- **Your task**: Each line in the data holding "next" should be listed.

(Saved data entries)
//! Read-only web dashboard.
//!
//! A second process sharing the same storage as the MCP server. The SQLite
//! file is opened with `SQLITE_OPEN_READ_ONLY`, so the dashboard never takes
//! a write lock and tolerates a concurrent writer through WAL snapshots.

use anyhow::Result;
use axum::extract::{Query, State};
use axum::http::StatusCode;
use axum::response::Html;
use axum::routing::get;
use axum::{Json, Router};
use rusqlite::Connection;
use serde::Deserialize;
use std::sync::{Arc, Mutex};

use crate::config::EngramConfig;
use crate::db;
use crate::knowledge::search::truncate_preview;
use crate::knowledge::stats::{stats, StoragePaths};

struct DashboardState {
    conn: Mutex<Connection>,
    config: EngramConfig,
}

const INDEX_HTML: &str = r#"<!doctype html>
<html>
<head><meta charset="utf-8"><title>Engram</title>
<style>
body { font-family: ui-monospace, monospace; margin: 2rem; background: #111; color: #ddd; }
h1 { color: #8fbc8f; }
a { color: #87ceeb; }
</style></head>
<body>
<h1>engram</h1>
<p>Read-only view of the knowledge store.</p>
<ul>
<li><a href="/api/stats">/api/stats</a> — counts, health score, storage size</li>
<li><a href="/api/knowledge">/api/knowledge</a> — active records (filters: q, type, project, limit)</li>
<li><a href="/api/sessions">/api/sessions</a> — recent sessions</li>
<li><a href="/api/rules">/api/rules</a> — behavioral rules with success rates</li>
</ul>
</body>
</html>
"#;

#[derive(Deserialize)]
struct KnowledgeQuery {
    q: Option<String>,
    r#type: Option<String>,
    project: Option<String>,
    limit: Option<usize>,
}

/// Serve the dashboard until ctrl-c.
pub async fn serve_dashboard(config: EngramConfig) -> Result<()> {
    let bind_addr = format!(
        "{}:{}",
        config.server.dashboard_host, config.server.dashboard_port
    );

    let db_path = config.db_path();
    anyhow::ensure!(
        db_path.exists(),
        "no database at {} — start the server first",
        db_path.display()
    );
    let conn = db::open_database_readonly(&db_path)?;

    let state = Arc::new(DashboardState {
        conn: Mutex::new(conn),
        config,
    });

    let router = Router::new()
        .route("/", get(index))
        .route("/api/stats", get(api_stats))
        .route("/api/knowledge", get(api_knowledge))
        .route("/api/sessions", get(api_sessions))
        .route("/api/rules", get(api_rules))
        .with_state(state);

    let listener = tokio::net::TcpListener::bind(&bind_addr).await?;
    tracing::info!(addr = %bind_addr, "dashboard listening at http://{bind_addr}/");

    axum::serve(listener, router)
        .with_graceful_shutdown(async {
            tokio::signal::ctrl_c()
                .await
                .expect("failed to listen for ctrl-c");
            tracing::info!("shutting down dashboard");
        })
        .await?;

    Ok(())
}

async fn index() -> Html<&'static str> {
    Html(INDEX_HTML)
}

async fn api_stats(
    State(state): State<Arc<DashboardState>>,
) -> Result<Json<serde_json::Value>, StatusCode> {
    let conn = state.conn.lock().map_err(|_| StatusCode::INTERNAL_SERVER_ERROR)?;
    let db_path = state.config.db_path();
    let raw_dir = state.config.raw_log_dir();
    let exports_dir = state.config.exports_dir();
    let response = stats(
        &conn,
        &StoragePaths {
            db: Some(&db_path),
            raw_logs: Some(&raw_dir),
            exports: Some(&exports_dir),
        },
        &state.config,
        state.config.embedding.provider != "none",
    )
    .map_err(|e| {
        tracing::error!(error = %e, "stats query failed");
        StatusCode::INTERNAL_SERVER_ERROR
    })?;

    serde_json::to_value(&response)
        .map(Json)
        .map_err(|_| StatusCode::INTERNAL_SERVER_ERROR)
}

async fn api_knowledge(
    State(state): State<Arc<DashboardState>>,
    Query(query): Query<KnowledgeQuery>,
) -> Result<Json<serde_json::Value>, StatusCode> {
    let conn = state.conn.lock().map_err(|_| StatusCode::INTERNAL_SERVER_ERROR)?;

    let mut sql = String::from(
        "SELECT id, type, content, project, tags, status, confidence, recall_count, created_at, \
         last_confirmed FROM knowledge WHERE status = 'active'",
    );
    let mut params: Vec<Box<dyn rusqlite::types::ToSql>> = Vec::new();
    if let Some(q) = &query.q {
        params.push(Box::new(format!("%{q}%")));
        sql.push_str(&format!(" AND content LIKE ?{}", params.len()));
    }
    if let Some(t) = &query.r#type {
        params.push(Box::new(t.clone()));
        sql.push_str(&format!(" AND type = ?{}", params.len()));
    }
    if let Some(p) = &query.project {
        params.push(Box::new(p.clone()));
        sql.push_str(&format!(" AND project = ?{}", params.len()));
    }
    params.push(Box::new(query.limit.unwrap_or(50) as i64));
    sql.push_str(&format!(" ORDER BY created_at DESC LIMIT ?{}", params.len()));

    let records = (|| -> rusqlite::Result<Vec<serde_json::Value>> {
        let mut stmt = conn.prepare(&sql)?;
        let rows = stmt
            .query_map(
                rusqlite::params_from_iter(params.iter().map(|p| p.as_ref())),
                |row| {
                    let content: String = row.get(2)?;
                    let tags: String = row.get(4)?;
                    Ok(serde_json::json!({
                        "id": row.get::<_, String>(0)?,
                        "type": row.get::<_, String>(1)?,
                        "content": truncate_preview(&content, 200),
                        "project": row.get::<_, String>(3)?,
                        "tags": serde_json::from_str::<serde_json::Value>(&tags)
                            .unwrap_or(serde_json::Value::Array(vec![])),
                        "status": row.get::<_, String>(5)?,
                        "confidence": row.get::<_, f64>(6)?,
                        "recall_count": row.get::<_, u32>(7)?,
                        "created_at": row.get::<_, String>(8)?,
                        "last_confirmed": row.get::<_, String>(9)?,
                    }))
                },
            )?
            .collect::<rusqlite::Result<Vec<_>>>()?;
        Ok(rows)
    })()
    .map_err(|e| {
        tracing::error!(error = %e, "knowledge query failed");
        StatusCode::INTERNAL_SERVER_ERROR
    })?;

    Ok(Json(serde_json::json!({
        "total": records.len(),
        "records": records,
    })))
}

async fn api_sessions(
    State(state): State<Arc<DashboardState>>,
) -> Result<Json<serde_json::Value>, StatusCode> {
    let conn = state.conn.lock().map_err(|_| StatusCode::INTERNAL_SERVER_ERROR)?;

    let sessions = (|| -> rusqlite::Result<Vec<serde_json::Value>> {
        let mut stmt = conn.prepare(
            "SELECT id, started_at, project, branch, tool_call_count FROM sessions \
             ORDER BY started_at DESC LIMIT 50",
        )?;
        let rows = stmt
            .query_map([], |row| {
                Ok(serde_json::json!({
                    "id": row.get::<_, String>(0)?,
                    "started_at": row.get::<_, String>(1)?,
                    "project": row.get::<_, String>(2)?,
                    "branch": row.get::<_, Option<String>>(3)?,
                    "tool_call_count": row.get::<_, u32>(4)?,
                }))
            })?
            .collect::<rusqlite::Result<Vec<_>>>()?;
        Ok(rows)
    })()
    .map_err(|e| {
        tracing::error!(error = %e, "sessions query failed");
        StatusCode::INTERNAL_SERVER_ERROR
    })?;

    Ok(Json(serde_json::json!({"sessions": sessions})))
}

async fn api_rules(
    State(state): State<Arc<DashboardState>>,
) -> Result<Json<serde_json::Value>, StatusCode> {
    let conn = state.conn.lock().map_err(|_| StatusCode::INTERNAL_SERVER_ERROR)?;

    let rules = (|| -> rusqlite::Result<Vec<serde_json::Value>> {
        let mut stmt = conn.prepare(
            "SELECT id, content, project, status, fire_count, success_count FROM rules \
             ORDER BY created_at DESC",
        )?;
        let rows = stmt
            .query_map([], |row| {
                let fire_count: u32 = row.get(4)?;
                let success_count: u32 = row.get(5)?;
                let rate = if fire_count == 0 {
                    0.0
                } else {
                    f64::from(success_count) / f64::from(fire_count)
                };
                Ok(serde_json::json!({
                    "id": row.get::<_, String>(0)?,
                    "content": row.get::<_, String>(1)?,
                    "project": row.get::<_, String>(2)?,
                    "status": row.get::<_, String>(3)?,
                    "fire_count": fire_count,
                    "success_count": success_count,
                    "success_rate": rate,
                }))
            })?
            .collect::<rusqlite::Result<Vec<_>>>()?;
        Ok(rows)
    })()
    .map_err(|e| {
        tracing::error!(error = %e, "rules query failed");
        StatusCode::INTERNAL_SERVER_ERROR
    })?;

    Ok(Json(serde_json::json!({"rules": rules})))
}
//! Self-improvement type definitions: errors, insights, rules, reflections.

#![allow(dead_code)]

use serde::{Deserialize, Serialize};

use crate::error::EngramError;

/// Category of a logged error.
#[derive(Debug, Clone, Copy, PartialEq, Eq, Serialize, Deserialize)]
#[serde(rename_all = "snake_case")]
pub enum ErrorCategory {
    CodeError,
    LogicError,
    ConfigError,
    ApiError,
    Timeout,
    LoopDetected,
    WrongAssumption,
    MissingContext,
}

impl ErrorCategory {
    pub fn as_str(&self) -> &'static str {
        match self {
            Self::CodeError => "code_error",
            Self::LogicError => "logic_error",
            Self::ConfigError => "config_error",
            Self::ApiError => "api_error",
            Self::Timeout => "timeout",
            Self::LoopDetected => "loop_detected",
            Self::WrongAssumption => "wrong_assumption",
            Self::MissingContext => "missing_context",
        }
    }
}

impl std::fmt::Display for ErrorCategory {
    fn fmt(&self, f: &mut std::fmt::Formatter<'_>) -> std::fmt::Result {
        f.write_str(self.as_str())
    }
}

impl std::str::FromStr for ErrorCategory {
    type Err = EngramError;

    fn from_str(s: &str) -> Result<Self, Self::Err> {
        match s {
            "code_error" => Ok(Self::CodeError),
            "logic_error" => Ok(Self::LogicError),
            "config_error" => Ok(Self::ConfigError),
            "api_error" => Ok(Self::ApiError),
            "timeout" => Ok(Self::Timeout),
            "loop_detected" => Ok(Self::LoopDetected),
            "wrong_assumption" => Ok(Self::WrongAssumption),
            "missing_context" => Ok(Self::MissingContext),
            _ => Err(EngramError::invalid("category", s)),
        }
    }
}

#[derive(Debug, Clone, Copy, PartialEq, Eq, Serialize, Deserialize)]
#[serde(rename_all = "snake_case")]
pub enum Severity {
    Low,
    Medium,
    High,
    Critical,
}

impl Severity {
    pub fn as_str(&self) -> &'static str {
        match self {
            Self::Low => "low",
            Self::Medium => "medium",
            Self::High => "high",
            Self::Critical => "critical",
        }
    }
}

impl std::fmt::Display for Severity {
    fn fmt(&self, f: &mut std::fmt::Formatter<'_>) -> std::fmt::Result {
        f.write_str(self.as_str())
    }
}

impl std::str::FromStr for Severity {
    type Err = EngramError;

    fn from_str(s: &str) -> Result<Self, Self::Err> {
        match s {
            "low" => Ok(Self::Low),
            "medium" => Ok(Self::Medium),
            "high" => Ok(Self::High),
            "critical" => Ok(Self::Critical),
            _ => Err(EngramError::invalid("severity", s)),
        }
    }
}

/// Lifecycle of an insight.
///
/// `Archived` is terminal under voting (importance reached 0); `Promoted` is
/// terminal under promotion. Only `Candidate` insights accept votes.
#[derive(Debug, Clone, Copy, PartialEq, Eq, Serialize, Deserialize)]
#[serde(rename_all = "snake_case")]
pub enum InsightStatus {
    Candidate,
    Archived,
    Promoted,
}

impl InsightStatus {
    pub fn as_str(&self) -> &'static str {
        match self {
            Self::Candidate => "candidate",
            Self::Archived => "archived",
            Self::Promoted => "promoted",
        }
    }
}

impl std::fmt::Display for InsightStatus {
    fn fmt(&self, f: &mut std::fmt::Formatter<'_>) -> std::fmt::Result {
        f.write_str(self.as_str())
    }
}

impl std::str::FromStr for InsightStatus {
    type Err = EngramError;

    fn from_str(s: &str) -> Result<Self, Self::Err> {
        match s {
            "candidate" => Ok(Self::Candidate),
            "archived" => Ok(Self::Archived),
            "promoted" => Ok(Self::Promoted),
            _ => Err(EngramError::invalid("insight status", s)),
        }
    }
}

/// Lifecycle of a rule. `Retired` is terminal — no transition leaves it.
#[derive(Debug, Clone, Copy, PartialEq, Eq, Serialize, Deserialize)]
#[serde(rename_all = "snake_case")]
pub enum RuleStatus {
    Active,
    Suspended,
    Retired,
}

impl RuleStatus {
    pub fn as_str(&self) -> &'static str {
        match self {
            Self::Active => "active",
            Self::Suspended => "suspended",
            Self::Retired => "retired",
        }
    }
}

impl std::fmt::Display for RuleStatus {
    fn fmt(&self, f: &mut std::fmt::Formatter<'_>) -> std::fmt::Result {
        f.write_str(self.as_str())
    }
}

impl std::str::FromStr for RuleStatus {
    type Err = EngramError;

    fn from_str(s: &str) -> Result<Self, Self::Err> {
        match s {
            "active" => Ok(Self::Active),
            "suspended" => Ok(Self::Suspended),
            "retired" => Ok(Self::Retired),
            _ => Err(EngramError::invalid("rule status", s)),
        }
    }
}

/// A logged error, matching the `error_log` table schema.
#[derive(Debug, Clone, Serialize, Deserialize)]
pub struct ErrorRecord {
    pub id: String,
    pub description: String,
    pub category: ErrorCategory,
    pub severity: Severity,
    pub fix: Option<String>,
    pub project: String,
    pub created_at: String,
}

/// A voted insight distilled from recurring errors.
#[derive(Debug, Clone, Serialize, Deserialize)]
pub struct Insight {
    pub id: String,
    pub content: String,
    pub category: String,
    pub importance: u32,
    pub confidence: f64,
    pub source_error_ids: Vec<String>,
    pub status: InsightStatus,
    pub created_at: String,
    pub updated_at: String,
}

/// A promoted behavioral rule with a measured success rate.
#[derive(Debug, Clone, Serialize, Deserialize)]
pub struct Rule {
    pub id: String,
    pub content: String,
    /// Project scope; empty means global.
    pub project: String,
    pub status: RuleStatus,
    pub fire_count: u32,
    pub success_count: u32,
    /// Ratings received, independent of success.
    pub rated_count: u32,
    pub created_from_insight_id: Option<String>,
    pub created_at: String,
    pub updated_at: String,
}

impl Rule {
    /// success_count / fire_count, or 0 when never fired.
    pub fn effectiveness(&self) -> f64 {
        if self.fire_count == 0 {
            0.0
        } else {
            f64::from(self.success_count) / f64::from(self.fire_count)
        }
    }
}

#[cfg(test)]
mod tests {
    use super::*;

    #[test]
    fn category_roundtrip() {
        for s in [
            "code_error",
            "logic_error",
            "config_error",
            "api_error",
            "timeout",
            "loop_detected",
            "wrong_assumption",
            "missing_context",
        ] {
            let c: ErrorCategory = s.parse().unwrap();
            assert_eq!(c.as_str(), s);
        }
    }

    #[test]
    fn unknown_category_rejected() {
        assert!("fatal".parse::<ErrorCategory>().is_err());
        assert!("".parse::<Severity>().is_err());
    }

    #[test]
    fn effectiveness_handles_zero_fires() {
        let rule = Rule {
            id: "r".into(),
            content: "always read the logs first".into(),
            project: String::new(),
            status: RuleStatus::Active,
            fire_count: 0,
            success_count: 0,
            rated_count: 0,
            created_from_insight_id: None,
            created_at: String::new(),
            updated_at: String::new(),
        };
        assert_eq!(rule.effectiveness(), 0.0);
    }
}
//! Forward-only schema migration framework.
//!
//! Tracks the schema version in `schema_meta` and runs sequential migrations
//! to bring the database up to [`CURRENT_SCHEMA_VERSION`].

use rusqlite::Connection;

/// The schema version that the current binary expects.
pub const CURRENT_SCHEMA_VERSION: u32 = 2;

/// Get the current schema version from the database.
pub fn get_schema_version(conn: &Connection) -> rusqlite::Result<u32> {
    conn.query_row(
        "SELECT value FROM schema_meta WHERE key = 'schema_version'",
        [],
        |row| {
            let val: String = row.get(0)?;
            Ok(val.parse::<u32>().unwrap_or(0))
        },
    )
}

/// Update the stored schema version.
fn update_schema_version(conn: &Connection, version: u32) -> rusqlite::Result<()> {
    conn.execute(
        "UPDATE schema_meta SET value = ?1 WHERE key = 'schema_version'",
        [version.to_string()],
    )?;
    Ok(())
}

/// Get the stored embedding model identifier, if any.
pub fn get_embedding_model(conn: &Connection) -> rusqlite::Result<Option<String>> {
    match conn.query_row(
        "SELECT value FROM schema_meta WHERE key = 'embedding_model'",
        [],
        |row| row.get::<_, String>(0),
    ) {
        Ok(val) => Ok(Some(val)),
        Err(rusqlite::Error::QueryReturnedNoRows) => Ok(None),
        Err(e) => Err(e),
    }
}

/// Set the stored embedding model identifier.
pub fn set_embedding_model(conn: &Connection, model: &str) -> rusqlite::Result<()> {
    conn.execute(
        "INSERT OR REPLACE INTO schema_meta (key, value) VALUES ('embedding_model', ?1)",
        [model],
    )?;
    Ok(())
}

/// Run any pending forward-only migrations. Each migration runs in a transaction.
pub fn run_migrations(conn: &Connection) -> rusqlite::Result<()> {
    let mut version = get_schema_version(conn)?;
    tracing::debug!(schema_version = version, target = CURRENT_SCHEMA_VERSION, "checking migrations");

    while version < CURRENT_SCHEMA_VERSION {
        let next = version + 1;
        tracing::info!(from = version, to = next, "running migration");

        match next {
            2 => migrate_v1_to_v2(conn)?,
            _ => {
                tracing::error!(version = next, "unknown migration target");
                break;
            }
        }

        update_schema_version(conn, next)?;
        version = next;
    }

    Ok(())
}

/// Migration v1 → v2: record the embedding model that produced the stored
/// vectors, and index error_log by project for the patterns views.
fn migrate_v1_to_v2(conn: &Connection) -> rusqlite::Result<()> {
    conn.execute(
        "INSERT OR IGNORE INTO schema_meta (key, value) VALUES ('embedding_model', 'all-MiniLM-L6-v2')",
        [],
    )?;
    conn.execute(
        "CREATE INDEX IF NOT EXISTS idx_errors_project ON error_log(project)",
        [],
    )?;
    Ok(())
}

- **Expected output**:
        let next = version + 1;
        tracing::info!(from = version, to = next, "running migration");
        match next {
                tracing::error!(version = next, "unknown migration target");
        update_schema_version(conn, next)?;
        version = next;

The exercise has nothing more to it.